Vox: Well, first of all, let me point out that I am an absolute expert on this. I’ve written a book on it called, Return of the Great Depression, and I’ve also written on the existence of free trade. The fact of the matter is that the numbers being cited are absolute and complete fiction.
If you simply take, even if you take the existing numbers, which as I demonstrate in a chapter in Return to Great Depression, are complete and utter bullshit, if you just simply take the numbers reported and you divide them by the debt numbers, what you can see is that America is not wealthier. America is absolutely poorer. The only different is they’re saying well, “Because you’re getting paid fifteen percent more, we’re going to ignore the fact that you’re now fifty percent more in debt.”
Wealth is not only income. Wealth has to incorporate debt, because if you owe the debt, then that money is not yours. Every single American is considerably worse off in wealth terms statistically. Now, obviously, a small set of the population has done very, very well because both their income and their wealth has gone up, but for the average American, some of their incomes have gone up, a lot of their incomes have gone down, but overall, the level of wealth of the United States is vastly and significantly down. I’ve got posts about this on the blog.
Louise: Okay, I’ll take your point, because I also believe in managing the national debt, however, as you know, a little bit-
Vox: We’re not talking national debt, we’re talking private debt.
Louise: Oh, you’re talking about private debt, not national debt? You’re talking about the overall level of indebtedness of American households, like for example, mortgage debt, that kind of thing?

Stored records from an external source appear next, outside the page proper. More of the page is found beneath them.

//! Credential verification against the user store

use crate::auth::user::UserIdentity;
use crate::error::Result;
use crate::storage::traits::SharedUserStore;

pub const MSG_LOCKED_OUT: &str = "This account is locked";
pub const MSG_NOT_ALLOWED: &str = "This account is not allowed to sign in";
pub const MSG_REQUIRES_TWO_FACTOR: &str = "Sign-in must be confirmed with your second authentication factor";
pub const MSG_INVALID_CREDENTIALS: &str = "Username or password is incorrect";
pub const MSG_EMAIL_NOT_CONFIRMED: &str = "This account must confirm its email before signing in";

/// Result of checking whether a user may start a session
#[derive(Debug, Clone)]
pub enum VerifyOutcome {
    Ok(UserIdentity),
    LockedOut,
    NotAllowed,
    RequiresTwoFactor,
    /// Unknown identity or wrong password; never tells which
    InvalidCredentials,
    EmailNotConfirmed,
}

impl VerifyOutcome {
    /// User-facing message for a rejection, `None` on success
    pub fn message(&self) -> Option<&'static str> {
        match self {
            VerifyOutcome::Ok(_) => None,
            VerifyOutcome::LockedOut => Some(MSG_LOCKED_OUT),
            VerifyOutcome::NotAllowed => Some(MSG_NOT_ALLOWED),
            VerifyOutcome::RequiresTwoFactor => Some(MSG_REQUIRES_TWO_FACTOR),
            VerifyOutcome::InvalidCredentials => Some(MSG_INVALID_CREDENTIALS),
            VerifyOutcome::EmailNotConfirmed => Some(MSG_EMAIL_NOT_CONFIRMED),
        }
    }

    /// Short machine-readable label used in logs
    pub fn label(&self) -> &'static str {
        match self {
            VerifyOutcome::Ok(_) => "ok",
            VerifyOutcome::LockedOut => "locked_out",
            VerifyOutcome::NotAllowed => "not_allowed",
            VerifyOutcome::RequiresTwoFactor => "requires_two_factor",
            VerifyOutcome::InvalidCredentials => "invalid_credentials",
            VerifyOutcome::EmailNotConfirmed => "email_not_confirmed",
        }
    }

    pub fn is_ok(&self) -> bool {
        matches!(self, VerifyOutcome::Ok(_))
    }
}

/// Decides whether a user may sign in, by password or by an already-trusted subject id
pub struct CredentialVerifier {
    users: SharedUserStore,
    require_confirmed_email: bool,
}

impl CredentialVerifier {
    pub fn new(users: SharedUserStore) -> Self {
        Self {
            users,
            require_confirmed_email: false,
        }
    }

    /// Refuse password sign-in while the email is unconfirmed
    pub fn require_confirmed_email(mut self, required: bool) -> Self {
        self.require_confirmed_email = required;
        self
    }

    /// Password sign-in. Order: allowed, locked out, password, second factor.
    pub async fn verify_password(&self, email: &str, password: &str) -> Result<VerifyOutcome> {
        let user = match self.users.find_by_email(email).await? {
            Some(user) => user,
            None => return Ok(VerifyOutcome::InvalidCredentials),
        };

        if self.require_confirmed_email && !self.users.is_email_confirmed(&user).await? {
            return Ok(VerifyOutcome::NotAllowed);
        }

        if self.users.is_locked_out(&user).await? {
            return Ok(VerifyOutcome::LockedOut);
        }

        if !self.users.check_password(&user, password).await? {
            // The failed attempt may just have locked the account
            if self.users.is_locked_out(&user).await? {
                return Ok(VerifyOutcome::LockedOut);
            }
            return Ok(VerifyOutcome::InvalidCredentials);
        }

        if user.two_factor_enabled {
            return Ok(VerifyOutcome::RequiresTwoFactor);
        }

        Ok(VerifyOutcome::Ok(user))
    }

    /// Sign-in for a subject whose refresh token the caller already verified.
    /// Only lockout and email confirmation are checked.
    pub async fn verify_passwordless(&self, user_id: &str) -> Result<VerifyOutcome> {
        let user = match self.users.find_by_id(user_id).await? {
            Some(user) => user,
            None => return Ok(VerifyOutcome::InvalidCredentials),
        };

        if self.users.is_locked_out(&user).await? {
            return Ok(VerifyOutcome::LockedOut);
        }

        if !self.users.is_email_confirmed(&user).await? {
            return Ok(VerifyOutcome::EmailNotConfirmed);
        }

        Ok(VerifyOutcome::Ok(user))
    }
}

#[cfg(test)]
mod tests {
    use super::*;
    use crate::storage::memory::MemoryUserStore;
    use crate::storage::traits::{ProvisioningResult, UserStore};
    use std::sync::Arc;

    const PASSWORD: &str = "Val1d!pass";

    async fn setup() -> (Arc<MemoryUserStore>, UserIdentity) {
        let store = Arc::new(MemoryUserStore::new());
        let user = match store.create_user("frank@example.com", PASSWORD).await.unwrap() {
            ProvisioningResult::Created(user) => user,
            ProvisioningResult::Rejected(errors) => panic!("{:?}", errors),
        };
        (store, user)
    }

    #[tokio::test]
    async fn test_valid_password() {
        let (store, user) = setup().await;
        let verifier = CredentialVerifier::new(store);

        match verifier.verify_password("frank@example.com", PASSWORD).await.unwrap() {
            VerifyOutcome::Ok(found) => assert_eq!(found.id, user.id),
            other => panic!("unexpected outcome {:?}", other),
        }
    }

    #[tokio::test]
    async fn test_unknown_email_and_wrong_password_look_alike() {
        let (store, _) = setup().await;
        let verifier = CredentialVerifier::new(store);

        let unknown = verifier.verify_password("nobody@example.com", PASSWORD).await.unwrap();
        let wrong = verifier.verify_password("frank@example.com", "Wr0ng!pass").await.unwrap();
        assert_eq!(unknown.message(), wrong.message());
        assert_eq!(unknown.message(), Some(MSG_INVALID_CREDENTIALS));
    }

    #[tokio::test]
    async fn test_locked_out_regardless_of_password() {
        let (store, user) = setup().await;
        store
            .set_lockout_end(&user.id, Some(chrono::Utc::now() + chrono::Duration::hours(1)))
            .await
            .unwrap();
        let verifier = CredentialVerifier::new(store);

        let good = verifier.verify_password("frank@example.com", PASSWORD).await.unwrap();
        let bad = verifier.verify_password("frank@example.com", "nope").await.unwrap();
        assert!(matches!(good, VerifyOutcome::LockedOut));
        assert!(matches!(bad, VerifyOutcome::LockedOut));
    }

    #[tokio::test]
    async fn test_two_factor_required() {
        let (store, user) = setup().await;
        store.set_two_factor_enabled(&user.id, true).await.unwrap();
        let verifier = CredentialVerifier::new(store);

        let outcome = verifier.verify_password("frank@example.com", PASSWORD).await.unwrap();
        assert!(matches!(outcome, VerifyOutcome::RequiresTwoFactor));
    }

    #[tokio::test]
    async fn test_not_allowed_when_confirmation_required() {
        let (store, user) = setup().await;
        store.set_email_confirmed(&user.id, false).await.unwrap();

        let lenient = CredentialVerifier::new(store.clone());
        assert!(lenient.verify_password("frank@example.com", PASSWORD).await.unwrap().is_ok());

        let strict = CredentialVerifier::new(store).require_confirmed_email(true);
        let outcome = strict.verify_password("frank@example.com", PASSWORD).await.unwrap();
        assert!(matches!(outcome, VerifyOutcome::NotAllowed));
    }

    #[tokio::test]
    async fn test_passwordless_checks() {
        let (store, user) = setup().await;
        let verifier = CredentialVerifier::new(store.clone());

        assert!(verifier.verify_passwordless(&user.id).await.unwrap().is_ok());
        assert!(matches!(
            verifier.verify_passwordless("missing").await.unwrap(),
            VerifyOutcome::InvalidCredentials
        ));

        store.set_email_confirmed(&user.id, false).await.unwrap();
        assert!(matches!(
            verifier.verify_passwordless(&user.id).await.unwrap(),
            VerifyOutcome::EmailNotConfirmed
        ));

        store
            .set_lockout_end(&user.id, Some(chrono::Utc::now() + chrono::Duration::hours(1)))
            .await
            .unwrap();
        assert!(matches!(
            verifier.verify_passwordless(&user.id).await.unwrap(),
            VerifyOutcome::LockedOut
        ));
    }
}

Vox: Yes, yes. If you look at, it’s not just households, but it’s also corporate debt. It’s everything except for the state, local and Federal Government. If you look at the situation, it’s catastrophic. It is collectively at a point that is considerably worse than it was leading up to the great depression.
Louise: You know the difference between now and the great depression, if I may say so, is that interest rates are practically zero. Debt and money leverage, you can call it debt, I can call it leverage. Leverage is practically free at the moment. In Britain, in Europe, we look with envy at Americans’ amazing thirty-year lifetime fixed rate mortgages.

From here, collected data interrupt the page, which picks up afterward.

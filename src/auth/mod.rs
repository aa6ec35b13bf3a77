//! Credential verification and token issuance engine

pub mod claims;
pub mod password;
pub mod session;
pub mod token;
pub mod user;
pub mod verifier;

// Re-export main components
pub use claims::{ClaimSet, ClaimsBuilder};
pub use session::{AuthResult, SessionManager, TokenPair};
pub use token::{IssuedToken, SignedToken, TokenKind, TokenSigner, VerifiedToken};
pub use user::{Claim, UserIdentity};
pub use verifier::{CredentialVerifier, VerifyOutcome};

I sometimes wish that sadly my husband is not a big fan of rental property. I wish he were, because if I had my druthers we’d just be buying and renting and buying and renting because money at the money moment is practically free. When you look at big ticket items like mortgages, the ability for Americans to have the American dream of owning their own house has never been greater. Isn’t there an argument to be made that while money is so cheap, Americans ought to be using debt as a tool for finance.
Vox: No, because they don’t have, in addition to the price of debt, you also have to be able to carry the debt. You also have to be able to make the payments. Americans are in such bad shape that even though the cost of borrowing the money is essentially nothing, they still can’t afford to borrow it, and make the payments. That’s why we’ve seen, for example, if you look at the total credit market debt, which is all the debt combined, national, private, etc. That’s really the best way to look at the situation.
The thing that’s slightly scary is that for sixty years, there was a constant rate of debt growth. All the way up to 2008. It was like clockwork. Then since 2008, we haven’t been in deflation, we’ve been in a state that’s called credit disinflation. That means that the debt is still increasing, but it’s not increasing fast enough to allow for real economic growth.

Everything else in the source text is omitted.